Lorsque l’armée israélienne a pris d’assaut sa maison dans le camp de réfugiés de Nur Shams le 10 février, son mari a demandé aux soldats : « Où sommes-nous censés aller ? Nous n’avons nulle part où aller à part notre maison. »

« Les soldats ont commencé à nous hurler dessus et ont frappé [mon mari] à la tête avec une arme », a déclaré Ayad, expliquant que l’armée avait donné trois minutes à la famille de sept personnes pour faire ses bagages et partir. « Que puis-je faire en trois minutes ? Je vais dans ma chambre et le soldat me suit ; je vais dans le salon et il me suit. Je ne pouvais rien faire. »

Ayad et sa famille ont fui à pied sous la pluie, avec sept autres familles, dont sa belle-mère âgée et plusieurs jeunes enfants, alors qu’ils regardaient d’autres unités militaires israéliennes entrer dans le camp.

Après avoir dormi pendant des semaines dans le hall surpeuplé, la famille a tenté de retourner chez elle dans le camp de réfugiés, expliquant qu’« ils voulaient passer le ramadan chez eux ».

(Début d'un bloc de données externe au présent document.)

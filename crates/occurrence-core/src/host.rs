//! The host boundary.
//!
//! The engine never touches text storage, search, or live position tracking directly. Everything
//! it needs from the surrounding editor is expressed by the [`Host`] trait:
//!
//! - buffer primitives (read lines, replace a range, cursor and selection access)
//! - a search primitive (`find next/previous match of P from L`)
//! - live tracking (anchors whose spans follow edits)
//! - named registers (the clipboard equivalent)
//! - undo sequence numbers and change notifications
//! - key-sequence replay and the "repeat last change" handler slot
//!
//! [`MemoryHost`](crate::MemoryHost) is a complete in-memory implementation.

use std::fmt;

use crate::error::Result;
use crate::pattern::Pattern;
use crate::position::{Location, Span, SpanKind};

macro_rules! id_type {
    ($(#[$meta:meta])* $name:ident($inner:ty)) => {
        $(#[$meta])*
        #[derive(Debug, Clone, Copy, PartialEq, Eq, PartialOrd, Ord, Hash)]
        pub struct $name(pub $inner);

        impl fmt::Display for $name {
            fn fmt(&self, f: &mut fmt::Formatter<'_>) -> fmt::Result {
                write!(f, "{}", self.0)
            }
        }
    };
}

id_type!(
    /// Identity of a text buffer.
    BufferId(u64)
);
id_type!(
    /// Identity of a window (a view on a buffer with its own cursor).
    WindowId(u64)
);
id_type!(
    /// A host-side anchor namespace. Each registry owns one.
    NamespaceId(u32)
);
id_type!(
    /// Identity of a live-tracked anchor.
    AnchorId(u64)
);

/// Flags for [`Host::search`].
#[derive(Debug, Clone, Copy, Default, PartialEq, Eq)]
pub struct SearchFlags {
    /// Accept a match that starts exactly at the search location.
    pub accept_at_cursor: bool,
    /// Search towards the start of the buffer.
    pub backward: bool,
    /// Continue from the other end of the buffer when nothing is found.
    pub wrap: bool,
}

impl SearchFlags {
    /// Forward search, optionally accepting a match at the start location.
    pub fn forward(accept_at_cursor: bool) -> Self {
        Self {
            accept_at_cursor,
            ..Self::default()
        }
    }

    /// Backward search, optionally accepting a match at the start location.
    pub fn backward(accept_at_cursor: bool) -> Self {
        Self {
            accept_at_cursor,
            backward: true,
            wrap: false,
        }
    }

    /// Returns the same flags with wrapping set.
    pub fn wrapping(self, wrap: bool) -> Self {
        Self { wrap, ..self }
    }
}

/// Flags for [`Host::feed_keys`].
#[derive(Debug, Clone, Copy, Default, PartialEq, Eq)]
pub struct ReplayFlags {
    /// Resolve user mappings before executing the sequence.
    pub remap: bool,
    /// Merge the resulting edit into the previous undo step.
    pub join_undo: bool,
}

/// Contents of a named register.
#[derive(Debug, Clone, PartialEq, Eq)]
pub struct RegisterContents {
    /// Register text; lines are joined with `'\n'`.
    pub text: String,
    /// Shape the text was captured with.
    pub kind: SpanKind,
}

/// Everything the occurrence engine consumes from its editor.
///
/// Methods that only observe take `&self`; the engine assumes exclusive access to the host for
/// the duration of one operator invocation.
pub trait Host {
    // -- buffers ---------------------------------------------------------------------------

    /// Number of lines in `buffer` (at least 1).
    fn line_count(&self, buffer: BufferId) -> Result<usize>;

    /// Text of one line, without its line terminator.
    fn line(&self, buffer: BufferId, line: usize) -> Result<String>;

    /// Length of one line in characters.
    fn line_len(&self, buffer: BufferId, line: usize) -> Result<usize> {
        Ok(self.line(buffer, line)?.chars().count())
    }

    /// Text covered by `span`, split into lines.
    fn text(&self, buffer: BufferId, span: Span) -> Result<Vec<String>>;

    /// Replace `span` with `lines`.
    ///
    /// When `join_undo` is set the edit becomes part of the previous undo step.
    fn replace(
        &mut self,
        buffer: BufferId,
        span: Span,
        lines: &[String],
        join_undo: bool,
    ) -> Result<()>;

    // -- windows ---------------------------------------------------------------------------

    /// The buffer displayed in `window`.
    fn window_buffer(&self, window: WindowId) -> Result<BufferId>;

    /// Cursor location of `window`.
    fn cursor(&self, window: WindowId) -> Result<Location>;

    /// Move the cursor of `window`.
    fn set_cursor(&mut self, window: WindowId, at: Location) -> Result<()>;

    /// The active selection of `window`, if any.
    fn selection(&self, window: WindowId) -> Result<Option<Span>>;

    /// Select `span` in `window` using the span's shape.
    fn set_selection(&mut self, window: WindowId, span: Span) -> Result<()>;

    // -- search ----------------------------------------------------------------------------

    /// Find the next (or previous) match of `pattern` from `from`.
    ///
    /// Must be free of side effects.
    fn search(
        &self,
        buffer: BufferId,
        pattern: &Pattern,
        from: Location,
        flags: SearchFlags,
    ) -> Result<Option<Span>>;

    /// The most recent user search, as a raw pattern.
    fn last_search(&self) -> Option<String>;

    // -- live tracking ---------------------------------------------------------------------

    /// Allocate a fresh anchor namespace.
    fn create_namespace(&mut self, name: &str) -> NamespaceId;

    /// Register `span` in `namespace`, reusing `id` when given.
    fn anchor_set(
        &mut self,
        buffer: BufferId,
        namespace: NamespaceId,
        id: Option<AnchorId>,
        span: Span,
    ) -> Result<AnchorId>;

    /// Current span of an anchor, or `None` if it does not exist.
    fn anchor_get(
        &self,
        buffer: BufferId,
        namespace: NamespaceId,
        id: AnchorId,
    ) -> Result<Option<Span>>;

    /// Delete an anchor. Returns whether it existed.
    fn anchor_delete(
        &mut self,
        buffer: BufferId,
        namespace: NamespaceId,
        id: AnchorId,
    ) -> Result<bool>;

    /// Snapshot of the anchors in `namespace` whose current span lies inside `bounds`, ordered
    /// by start location.
    fn anchors_in(
        &self,
        buffer: BufferId,
        namespace: NamespaceId,
        bounds: Option<Span>,
    ) -> Result<Vec<(AnchorId, Span)>>;

    /// Delete every anchor in `namespace`.
    fn anchor_clear(&mut self, buffer: BufferId, namespace: NamespaceId) -> Result<()>;

    // -- registers -------------------------------------------------------------------------

    /// Read a named register.
    fn register(&self, name: &str) -> Option<RegisterContents>;

    /// Write a named register.
    fn set_register(&mut self, name: &str, contents: RegisterContents) -> Result<()>;

    // -- undo ------------------------------------------------------------------------------

    /// The buffer's current undo sequence number.
    fn undo_seq(&self, buffer: BufferId) -> Result<u64>;

    /// Start delivering text-change notifications for `buffer`.
    fn attach_change_listener(&mut self, buffer: BufferId) -> Result<()>;

    /// Stop delivering text-change notifications for `buffer`.
    fn detach_change_listener(&mut self, buffer: BufferId) -> Result<()>;

    // -- replay ----------------------------------------------------------------------------

    /// Execute a literal key sequence as if typed in `window`.
    fn feed_keys(&mut self, window: WindowId, keys: &str, flags: ReplayFlags) -> Result<()>;

    /// The handler the "repeat last change" key currently invokes.
    fn repeat_handler(&self) -> Option<String>;

    /// Replace the "repeat last change" handler.
    fn set_repeat_handler(&mut self, handler: Option<String>);

    /// The count typed before the pending operator (0 when none).
    fn count(&self) -> usize;
}
//! Workspace actions proposed by model output
//!
//! A model response is parsed into file and command actions. Every action
//! carries its own state; dangerous commands and file deletes must be
//! approved before they can execute.

pub mod executor;
pub mod parser;
pub mod safety;
pub mod workspace;

pub use executor::{ActionExecutor, CommandOutput, DiffStat, ExecutorConfig, InteractiveProcess};
pub use parser::ActionParser;
pub use safety::{DangerCategory, SafetyPolicy, SafetyVerdict, assess, is_safe};
pub use workspace::{LocalWorkspace, Workspace};

use async_trait::async_trait;
use serde::{Deserialize, Serialize};
use std::fmt;
use std::path::PathBuf;
use std::time::Duration;
use thiserror::Error;
use uuid::Uuid;

#[derive(Debug, Error)]
pub enum ActionError {
    #[error("I/O error on {path}: {message}")]
    Io { path: PathBuf, message: String },

    #[error("Command exited with code {exit_code}")]
    Exec { exit_code: i32, output: String },

    #[error("Command timed out after {after:?}")]
    Timeout { after: Duration, partial_output: String },

    #[error("Approval required: {action}")]
    ApprovalRequired { action: String },

    #[error("Action was rejected")]
    Rejected,

    #[error("Cancelled")]
    Cancelled,

    #[error("Invalid state transition from {from} to {to}")]
    InvalidTransition { from: ActionState, to: ActionState },

    #[error("Path is outside the workspace: {0}")]
    PathOutsideWorkspace(PathBuf),

    #[error("Failed to start command: {0}")]
    Spawn(String),
}

impl ActionError {
    pub fn io(path: impl Into<PathBuf>, err: impl fmt::Display) -> Self {
        Self::Io { path: path.into(), message: err.to_string() }
    }

    /// Output captured before the failure, if any
    pub fn output(&self) -> Option<&str> {
        match self {
            Self::Exec { output, .. } => Some(output),
            Self::Timeout { partial_output, .. } => Some(partial_output),
            _ => None,
        }
    }
}

pub type Result<T> = std::result::Result<T, ActionError>;

/// Lifecycle of a single action
#[derive(Debug, Clone, Copy, PartialEq, Eq, Serialize, Deserialize)]
#[serde(rename_all = "lowercase")]
pub enum ActionState {
    Pending,
    Approved,
    Rejected,
    Executed,
    Failed,
}

impl fmt::Display for ActionState {
    fn fmt(&self, f: &mut fmt::Formatter<'_>) -> fmt::Result {
        let name = match self {
            ActionState::Pending => "pending",
            ActionState::Approved => "approved",
            ActionState::Rejected => "rejected",
            ActionState::Executed => "executed",
            ActionState::Failed => "failed",
        };
        f.write_str(name)
    }
}

/// Checked state machine shared by file and command actions.
/// Gated actions can only run once approved.
fn transition(from: ActionState, to: ActionState, gated: bool) -> Result<ActionState> {
    use ActionState::*;
    let allowed = match (from, to) {
        (Pending, Approved) | (Pending, Rejected) => true,
        (Pending, Executed) | (Pending, Failed) => !gated,
        (Approved, Executed) | (Approved, Failed) => true,
        _ => false,
    };
    if allowed { Ok(to) } else { Err(ActionError::InvalidTransition { from, to }) }
}

#[derive(Debug, Clone, Copy, PartialEq, Eq, Serialize, Deserialize)]
#[serde(rename_all = "lowercase")]
pub enum FileOp {
    Create,
    Edit,
    Delete,
}

impl fmt::Display for FileOp {
    fn fmt(&self, f: &mut fmt::Formatter<'_>) -> fmt::Result {
        match self {
            FileOp::Create => f.write_str("create"),
            FileOp::Edit => f.write_str("edit"),
            FileOp::Delete => f.write_str("delete"),
        }
    }
}

/// A file mutation
#[derive(Debug, Clone, Serialize, Deserialize)]
pub struct FileAction {
    pub id: Uuid,
    pub op: FileOp,
    /// Workspace-relative path
    pub path: PathBuf,
    pub new_content: Option<String>,
    /// Content at parse time, when the file existed
    pub prior_content: Option<String>,
    pub state: ActionState,
    pub error: Option<String>,
}

impl FileAction {
    fn new(op: FileOp, path: PathBuf, new_content: Option<String>, prior_content: Option<String>) -> Self {
        Self {
            id: Uuid::new_v4(),
            op,
            path,
            new_content,
            prior_content,
            state: ActionState::Pending,
            error: None,
        }
    }

    pub fn create(path: impl Into<PathBuf>, content: impl Into<String>) -> Self {
        Self::new(FileOp::Create, path.into(), Some(content.into()), None)
    }

    pub fn edit(path: impl Into<PathBuf>, content: impl Into<String>, prior: impl Into<String>) -> Self {
        Self::new(FileOp::Edit, path.into(), Some(content.into()), Some(prior.into()))
    }

    pub fn delete(path: impl Into<PathBuf>, prior: Option<String>) -> Self {
        Self::new(FileOp::Delete, path.into(), None, prior)
    }

    /// Deletes always go through approval
    pub fn requires_approval(&self) -> bool {
        self.op == FileOp::Delete
    }

    pub fn approve(&mut self) -> Result<()> {
        self.state = transition(self.state, ActionState::Approved, self.requires_approval())?;
        Ok(())
    }

    pub fn reject(&mut self) -> Result<()> {
        self.state = transition(self.state, ActionState::Rejected, self.requires_approval())?;
        Ok(())
    }

    pub fn mark_executed(&mut self) -> Result<()> {
        self.state = transition(self.state, ActionState::Executed, self.requires_approval())?;
        Ok(())
    }

    pub fn mark_failed(&mut self, message: impl Into<String>) -> Result<()> {
        self.state = transition(self.state, ActionState::Failed, self.requires_approval())?;
        self.error = Some(message.into());
        Ok(())
    }

    pub fn describe(&self) -> String {
        format!("{} {}", self.op, self.path.display())
    }
}

/// A shell command
#[derive(Debug, Clone, Serialize, Deserialize)]
pub struct CommandAction {
    pub id: Uuid,
    pub command: String,
    pub working_dir: Option<PathBuf>,
    /// Fixed at construction from the safety gate
    pub is_dangerous: bool,
    pub state: ActionState,
    pub output: Option<String>,
    pub exit_code: Option<i32>,
    pub error: Option<String>,
}

impl CommandAction {
    /// Build a command gated by the built-in safety tables
    pub fn new(command: impl Into<String>) -> Self {
        let command = command.into();
        let is_dangerous = !safety::is_safe(&command);
        Self {
            id: Uuid::new_v4(),
            command,
            working_dir: None,
            is_dangerous,
            state: ActionState::Pending,
            output: None,
            exit_code: None,
            error: None,
        }
    }

    /// Re-assess against a configured policy
    pub fn gated_by(mut self, policy: &SafetyPolicy) -> Self {
        self.is_dangerous = !policy.is_safe(&self.command);
        self
    }

    pub fn in_dir(mut self, dir: impl Into<PathBuf>) -> Self {
        self.working_dir = Some(dir.into());
        self
    }

    pub fn requires_approval(&self) -> bool {
        self.is_dangerous
    }

    pub fn approve(&mut self) -> Result<()> {
        self.state = transition(self.state, ActionState::Approved, self.requires_approval())?;
        Ok(())
    }

    pub fn reject(&mut self) -> Result<()> {
        self.state = transition(self.state, ActionState::Rejected, self.requires_approval())?;
        Ok(())
    }

    pub fn mark_executed(&mut self) -> Result<()> {
        self.state = transition(self.state, ActionState::Executed, self.requires_approval())?;
        Ok(())
    }

    pub fn mark_failed(&mut self, message: impl Into<String>) -> Result<()> {
        self.state = transition(self.state, ActionState::Failed, self.requires_approval())?;
        self.error = Some(message.into());
        Ok(())
    }
}

/// Actions extracted from one model response
#[derive(Debug, Clone, Default, Serialize, Deserialize)]
pub struct ParsedActions {
    pub files: Vec<FileAction>,
    pub commands: Vec<CommandAction>,
}

impl ParsedActions {
    pub fn is_empty(&self) -> bool {
        self.files.is_empty() && self.commands.is_empty()
    }

    pub fn len(&self) -> usize {
        self.files.len() + self.commands.len()
    }
}

/// An action as it ended up after an attempt
#[derive(Debug, Clone, Serialize, Deserialize)]
#[serde(tag = "type", rename_all = "lowercase")]
pub enum AppliedAction {
    File(FileAction),
    Command(CommandAction),
}

impl AppliedAction {
    pub fn state(&self) -> ActionState {
        match self {
            AppliedAction::File(a) => a.state,
            AppliedAction::Command(a) => a.state,
        }
    }

    pub fn describe(&self) -> String {
        match self {
            AppliedAction::File(a) => a.describe(),
            AppliedAction::Command(a) => format!("run `{}`", a.command),
        }
    }
}

/// A gated action awaiting a decision
#[derive(Debug, Clone, Serialize)]
pub struct ApprovalRequest {
    pub action_id: Uuid,
    pub description: String,
    pub reason: String,
}

impl ApprovalRequest {
    pub fn for_file(action: &FileAction) -> Self {
        Self {
            action_id: action.id,
            description: action.describe(),
            reason: "file deletion always requires approval".to_string(),
        }
    }

    pub fn for_command(action: &CommandAction, policy: &SafetyPolicy) -> Self {
        Self {
            action_id: action.id,
            description: format!("run `{}`", action.command),
            reason: policy.assess(&action.command).reason,
        }
    }
}

#[derive(Debug, Clone, Copy, PartialEq, Eq)]
pub enum ApprovalDecision {
    Approve,
    Reject,
}

/// Decides on gated actions
#[async_trait]
pub trait ApprovalHandler: Send + Sync {
    async fn decide(&self, request: &ApprovalRequest) -> ApprovalDecision;
}

/// Rejects everything; the default for unattended runs
#[derive(Debug, Clone, Copy, Default)]
pub struct DenyAll;

#[async_trait]
impl ApprovalHandler for DenyAll {
    async fn decide(&self, _request: &ApprovalRequest) -> ApprovalDecision {
        ApprovalDecision::Reject
    }
}

/// Approves everything
#[derive(Debug, Clone, Copy, Default)]
pub struct ApproveAll;

#[async_trait]
impl ApprovalHandler for ApproveAll {
    async fn decide(&self, _request: &ApprovalRequest) -> ApprovalDecision {
        ApprovalDecision::Approve
    }
}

À leur retour, ils ont constaté que « [les militaires] ont cassé nos téléviseurs, déchiré nos canapés, cassé nos assiettes et toutes les portes. Ils ont tout fouillé et ouvert ».

Après deux jours à vivre dans la peur et à sursauter à chaque bruit, les militaires israéliens sont revenus pour les expulser une fois de plus.

« Ils sont entrés en nous piétinant et en nous criant : « Pourquoi êtes-vous revenus ici ? Vous n’avez pas le droit de venir ici. Vous n’avez rien ici, c’est une zone militaire fermée. Quiconque vient ici verra sa maison brûlée. »

Netanyahu s’approprie une maison palestinienne pour en faire son quartier général

Israël présente son invasion en cours comme une « opération antiterroriste » visant à combattre les groupes de résistance palestiniens, que le Premier ministre israélien Benjamin Netanyahu a qualifiés de « terroristes » lors d’une rare visite à Tulkarem le 21 février.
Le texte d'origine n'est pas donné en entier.